Hey, guys, good afternoon and thanks for the additional details today. A few questions if you don't mind, maybe the first one for Tibor. With regard to 527, you did mention that you're seeing increased potency versus the individual antibody. So I'm just curious first do you see any potential safety differentiation, and then also, do you attribute some of this potential increased potency based on just increased localization because of the bispecific nature?

Hi, Joe. Thank you for the question. So, regarding the safety issue, there's nothing that we have in our data so far that leads us to any concerns of any added safety concerns. As you know, we have significant amount of clinical data from combining varlilumab, our CD27 agonist, with nivolumab, and we've demonstrated that there really is no additional safety concerns when those two are combined compared to the individual components. In terms of the activity, we believe that at least part of the additional activity of the bispecific is due to better CD27 co-stimulation when the bispecific antibody is crosslinked not only through Fc receptors but also by PD-L1 binding. This leads to more potent CD27 activation, and as you've mentioned, I agree that this may occur predominately in the tumor microenvironment where PD-L1 expression can be upregulated. Does that address…

Got it. Yeah, it absolutely does. Thanks, Tibor. And then just out of curiosity, not in any particular order, so maybe just a little more detail of the types of things you'll be looking at with the CDX-3379 data. You're being very deliberate and cautious, obviously, even though you've hit the hurdle in Stage 1 to be able to move to Stage 2, so beyond just additional responses, what additional things might you be looking at?

So, in addition to clearly understanding fully the clinical data and the response data, we're certainly looking at comprehensive biomarker analysis, understanding what's happening in the field of head and neck cancer that is having some changes in the paradigms, so all of that will go into our decision about what the best approach for the next steps are.

Got it. Got it. And then with regard to the 1140 program, I don't know if it's too early to maybe ask if you have a favorite with regard to expansion indications yet, but I'll ask. Off of the SITC data in late 2018, as you continue to increase the dose cohorts, what level of activity from a biomarker standpoint are you waiting to see to say you have reached the right dosing cohort or the right dose?

So, the biomarker data that we have available through the dose escalation is primarily based on the serum biomarkers, which is what we're collecting, which are quite informative. But the most informative will come from biopsies that we're taking to really understand how we're modifying the tumor microenvironment. We are just not entering this phase with some backfill patients that will help because those on-study biopsies are mandatory. So the combination of the tumor biopsy and serum biomarkers will help inform the best data to know that we are truly modifying the tumor microenvironment, which is the goal with this program.

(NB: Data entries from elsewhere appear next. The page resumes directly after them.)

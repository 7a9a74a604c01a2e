// Prompt construction for the live enricher.
//
// The preamble lists every predefined object, catcher and color effect from
// the lexicon, so the model talks about the same glyphs and effects the game
// will actually show. Step prompts append either the child's latest answer
// (with the lexicon's reading of it) or the opening instructions.

use std::fmt::Write as _;

use kidcatch_mapping::{CreationStep, Lexicon};

pub fn preamble(lexicon: &Lexicon) -> String {
    let mut out = String::from(
        "你是一個親子遊戲創作助手，專門幫助家長引導孩子創作「接東西」遊戲。\n\n\
         重要原則：\n\
         1. 你只需要理解孩子的想法，不需要了解遊戲技術細節\n\
         2. 專注於描述遊戲效果會多麼有趣\n\
         3. 用溫暖、充滿想像力的語言回應\n\
         4. 每個選擇都會產生獨特的視覺效果\n\
         5. 回應要簡潔，大約50-100字\n\n\
         可選擇的物品（每個都有特殊效果）：\n",
    );
    for o in lexicon.objects() {
        let _ = writeln!(
            out,
            "- {}{}：{}，{}",
            o.key, o.entry.visual, o.entry.behavior, o.entry.special_effect
        );
    }
    out.push_str("\n可選擇的接取工具：\n");
    for c in lexicon.catchers() {
        let _ = writeln!(out, "- {}{}：{}", c.key, c.entry.visual, c.entry.special_ability);
    }
    out.push_str("\n特殊顏色效果：\n");
    for c in lexicon.colors() {
        let _ = writeln!(out, "- {}：{}", c.key, c.effect.effect);
    }
    out.push_str("\n請用繁體中文回應，語氣要溫暖有趣。\n");
    out
}

/// Guidance prompt for one step. With an answer, asks for praise, an effect
/// description and a next-step hint; without, asks for the opening.
pub fn guidance_prompt(lexicon: &Lexicon, child_answer: Option<&str>) -> String {
    let mut prompt = preamble(lexicon);
    prompt.push('\n');
    match child_answer {
        Some(answer) => {
            let reading = lexicon.interpret_child_input(answer);
            let reading_json = serde_json::to_string_pretty(&reading).unwrap_or_default();
            let _ = write!(
                prompt,
                "孩子剛才說：\"{answer}\"\n\n\
                 我的理解：{reading_json}\n\n\
                 請給出一段溫暖的回應（50-100字），包含：\n\
                 1. 對孩子選擇的讚美\n\
                 2. 生動描述這會產生什麼遊戲效果\n\
                 3. 對家長的下一步建議\n\n\
                 請直接回應，不要使用JSON格式。\n"
            );
        }
        None => prompt.push_str(
            "這是創作的第一步：選擇要接的物品。\n\n\
             請給家長一段溫暖的引導（50-100字），包含：\n\
             1. 鼓勵的開場\n\
             2. 解釋這個步驟的重要性\n\
             3. 如何引導孩子表達想法\n\n\
             請直接回應，不要使用JSON格式。\n",
        ),
    }
    prompt
}

pub fn share_prompt(game_title: &str, steps: &[CreationStep]) -> String {
    let process = steps
        .iter()
        .map(|s| format!("{} - {}", s.question, s.answer))
        .collect::<Vec<_>>()
        .join("\n");
    format!(
        "根據以下親子創作過程，生成一段溫馨的分享文案（50-80字）：\n\
         遊戲名稱：{game_title}\n\
         創作過程：{process}\n\n\
         要求：\n\
         1. 突出孩子的可愛創意\n\
         2. 表達創作的樂趣\n\
         3. 邀請其他人也來嘗試\n\
         4. 加入2-3個相關表情符號\n\
         5. 用繁體中文\n\n\
         請直接回應文案，不要額外說明。\n"
    )
}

Got it. And then just lastly if you don't mind, thanks for your patience, with 1140, I guess maybe you've done this in the past, but can you remind us and other people on the call maybe why the safety profile here again appears to be differentiated versus other anti-CD40 approaches?

So for us, we wanted to select an antibody that could achieve higher systemic exposure. We are seeing some of the same changes that you might expect with any of the CD40 agonists. They are more moderate, particularly at the low doses, than perhaps observed so far, so as Anthony mentioned, it's this linear dose response that we have with this particular antibody compared to some of the other agonists that have been optimized for very high agonist activity, even at very low doses.

Got it. Thanks for the added details, Tibor.

Sure.

Thank you. And I am showing no further questions at this time. I'd like to turn the call back over to Anthony Marucci, President and CEO, for closing remarks.

Thank you, operator, and thanks to everyone joining us today. We appreciate your time and support, and we look forward to keeping you up to date throughout 2019. And as always, we welcome your questions at any time. Have a great day.